Entre los muertos había cuatro miembros de una familia, incluyendo dos mujeres y la niña Mariam Abdullah Qadum.
Las fuerzas terroristas israelíes mataron a un noveno gazatí en un ataque dirigido al sur de la Franja de Gaza. El fallecido, identificado como Mohamad Otman Farwana, perdió la vida en un bombardeo dirigido a la casa de su familia, en el centro de la localidad sureña de Jan Yunis, en el que además resultaron heridas varias personas.

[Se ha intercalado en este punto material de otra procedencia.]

//! Hierarchy controller scenarios: build, mutate, orphan promotion, stale
//! fetches and failure handling, all through the public API.

use async_trait::async_trait;
use std::collections::VecDeque;
use std::sync::atomic::{AtomicBool, AtomicUsize, Ordering};
use std::sync::{Arc, Mutex};
use std::time::Duration;
use tempfile::TempDir;
use tokio::sync::{mpsc, oneshot};
use vitrine_core::store::file::JsonFileStore;
use vitrine_core::store::memory::MemoryStore;
use vitrine_core::store::{CategoryStore, StoreError};
use vitrine_core::{
    Category, CategoryDraft, CategoryPatch, DeleteOutcome, ErrorCode, HierarchyController,
    HierarchyError, NewCategory, RefreshOutcome, TreeNode,
};

// ---------------------------------------------------------------------------
// Test stores
// ---------------------------------------------------------------------------

/// Wraps a store and counts every call that reaches it.
#[derive(Default)]
struct CountingStore {
    inner: MemoryStore,
    calls: AtomicUsize,
    writes: AtomicUsize,
    fail_lists: AtomicBool,
    fail_writes: AtomicBool,
}

impl CountingStore {
    fn seeded(records: Vec<Category>) -> Self {
        Self {
            inner: MemoryStore::with_records(records),
            ..Self::default()
        }
    }

    fn calls(&self) -> usize {
        self.calls.load(Ordering::SeqCst)
    }

    fn writes(&self) -> usize {
        self.writes.load(Ordering::SeqCst)
    }
}

#[async_trait]
impl CategoryStore for CountingStore {
    async fn list(&self) -> Result<Vec<Category>, StoreError> {
        self.calls.fetch_add(1, Ordering::SeqCst);
        if self.fail_lists.load(Ordering::SeqCst) {
            return Err(StoreError::unavailable("backend down"));
        }
        self.inner.list().await
    }

    async fn create(&self, input: NewCategory) -> Result<Category, StoreError> {
        self.calls.fetch_add(1, Ordering::SeqCst);
        self.writes.fetch_add(1, Ordering::SeqCst);
        if self.fail_writes.load(Ordering::SeqCst) {
            return Err(StoreError::invalid("server says no"));
        }
        self.inner.create(input).await
    }

    async fn update(&self, id: &str, patch: CategoryPatch) -> Result<Category, StoreError> {
        self.calls.fetch_add(1, Ordering::SeqCst);
        self.writes.fetch_add(1, Ordering::SeqCst);
        if self.fail_writes.load(Ordering::SeqCst) {
            return Err(StoreError::invalid("server says no"));
        }
        self.inner.update(id, patch).await
    }

    async fn delete(&self, id: &str) -> Result<(), StoreError> {
        self.calls.fetch_add(1, Ordering::SeqCst);
        self.writes.fetch_add(1, Ordering::SeqCst);
        if self.fail_writes.load(Ordering::SeqCst) {
            return Err(StoreError::invalid("server says no"));
        }
        self.inner.delete(id).await
    }
}

/// A store whose `list` calls each wait for a response the test releases.
struct GatedStore {
    pending: Mutex<VecDeque<oneshot::Receiver<Result<Vec<Category>, StoreError>>>>,
    started: mpsc::UnboundedSender<usize>,
    count: AtomicUsize,
}

impl GatedStore {
    #[allow(clippy::type_complexity)]
    fn new(
        gates: usize,
    ) -> (
        Self,
        Vec<oneshot::Sender<Result<Vec<Category>, StoreError>>>,
        mpsc::UnboundedReceiver<usize>,
    ) {
        let mut senders = Vec::new();
        let mut receivers = VecDeque::new();
        for _ in 0..gates {
            let (tx, rx) = oneshot::channel();
            senders.push(tx);
            receivers.push_back(rx);
        }
        let (started_tx, started_rx) = mpsc::unbounded_channel();
        let store = Self {
            pending: Mutex::new(receivers),
            started: started_tx,
            count: AtomicUsize::new(0),
        };
        (store, senders, started_rx)
    }
}

#[async_trait]
impl CategoryStore for GatedStore {
    async fn list(&self) -> Result<Vec<Category>, StoreError> {
        let rx = self
            .pending
            .lock()
            .expect("gate lock")
            .pop_front()
            .expect("test opened enough gates");
        let n = self.count.fetch_add(1, Ordering::SeqCst);
        self.started.send(n).expect("test listens for starts");
        rx.await.expect("gate released")
    }

    async fn create(&self, _input: NewCategory) -> Result<Category, StoreError> {
        Err(StoreError::unavailable("read-only"))
    }

    async fn update(&self, _id: &str, _patch: CategoryPatch) -> Result<Category, StoreError> {
        Err(StoreError::unavailable("read-only"))
    }

    async fn delete(&self, _id: &str) -> Result<(), StoreError> {
        Err(StoreError::unavailable("read-only"))
    }
}

// ---------------------------------------------------------------------------
// Helpers
// ---------------------------------------------------------------------------

fn basic_rings() -> Vec<Category> {
    vec![
        Category::new("1", "Rings"),
        Category::new("2", "Gold Rings").with_parent("1"),
        Category::new("3", "Silver Rings").with_parent("1"),
    ]
}

fn root_names<S: CategoryStore>(controller: &HierarchyController<S>) -> Vec<String> {
    controller
        .forest()
        .roots()
        .iter()
        .map(|n| n.name().to_string())
        .collect()
}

HAMAS (Movimiento de Resistencia Islámica, por sus siglas en árabe) repudió los ataques a través de un comunicado, en el que también pidió a los países mediadores que ejerzan presión sobre Israel. "Las masacres perpetradas por la ocupación en Gaza coinciden con el inicio de las reuniones en El Cairo para debatir la aplicación del acuerdo de alto el fuego, lo que confirma que la ocupación está trabajando para socavar y destruir el acuerdo", afirmó el gobierno de Gaza.
De acuerdo con un comunicado publicado en los canales del Ministerio de Salud gazatí, desde la entrada en vigor del alto el fuego, hace casi ocho meses, se permitió la salida de 840 pacientes. Según el organismo, la cifra resulta ridículamente insuficiente frente a las necesidades médicas existentes.
"El número de pacientes autorizados a viajar se ha reducido de 150 por día tres días a la semana, como se acordó, a tan solo 90 pacientes y sus acompañantes en las últimas semanas", agrega la nota.
Sanidad añadió que se incorporaron 400 nuevos casos a la lista de derivaciones médicas, que ya supera los 20.000 pacientes a la espera de autorización para salir del enclave.
El comunicado denuncia asimismo retrasos de más de dos meses en la concesión de permisos de seguridad para numerosas personas, así como el cierre recurrente del cruce de Rafah.
A su vez, el Ministerio de Salud gazatí informó que desde la entrada en vigor la tregua el 11 de octubre del año pasado, las ofensivas del Ejército israelí mataron a más de 951 personas en Gaza, tanto en ataques dirigidos o tiroteos de las tropas como en bombardeos.
El mismo organismo cifró este sábado en 72.971 los muertos por la ofensiva israelí en Gaza desde octubre de 2023, cuando Israel comenzó a bombardear el enclave en represalia por el ataque liderado por Hamás contra su territorio, en el que 1.200 personas murieron y 251 fueron tomadas como rehenes.
Esto se suma a que más de dos millones de gazatíes continúan viviendo en tiendas de campaña o refugios improvisados, en condiciones de hacinamiento extremo y con un acceso muy limitado a servicios básicos.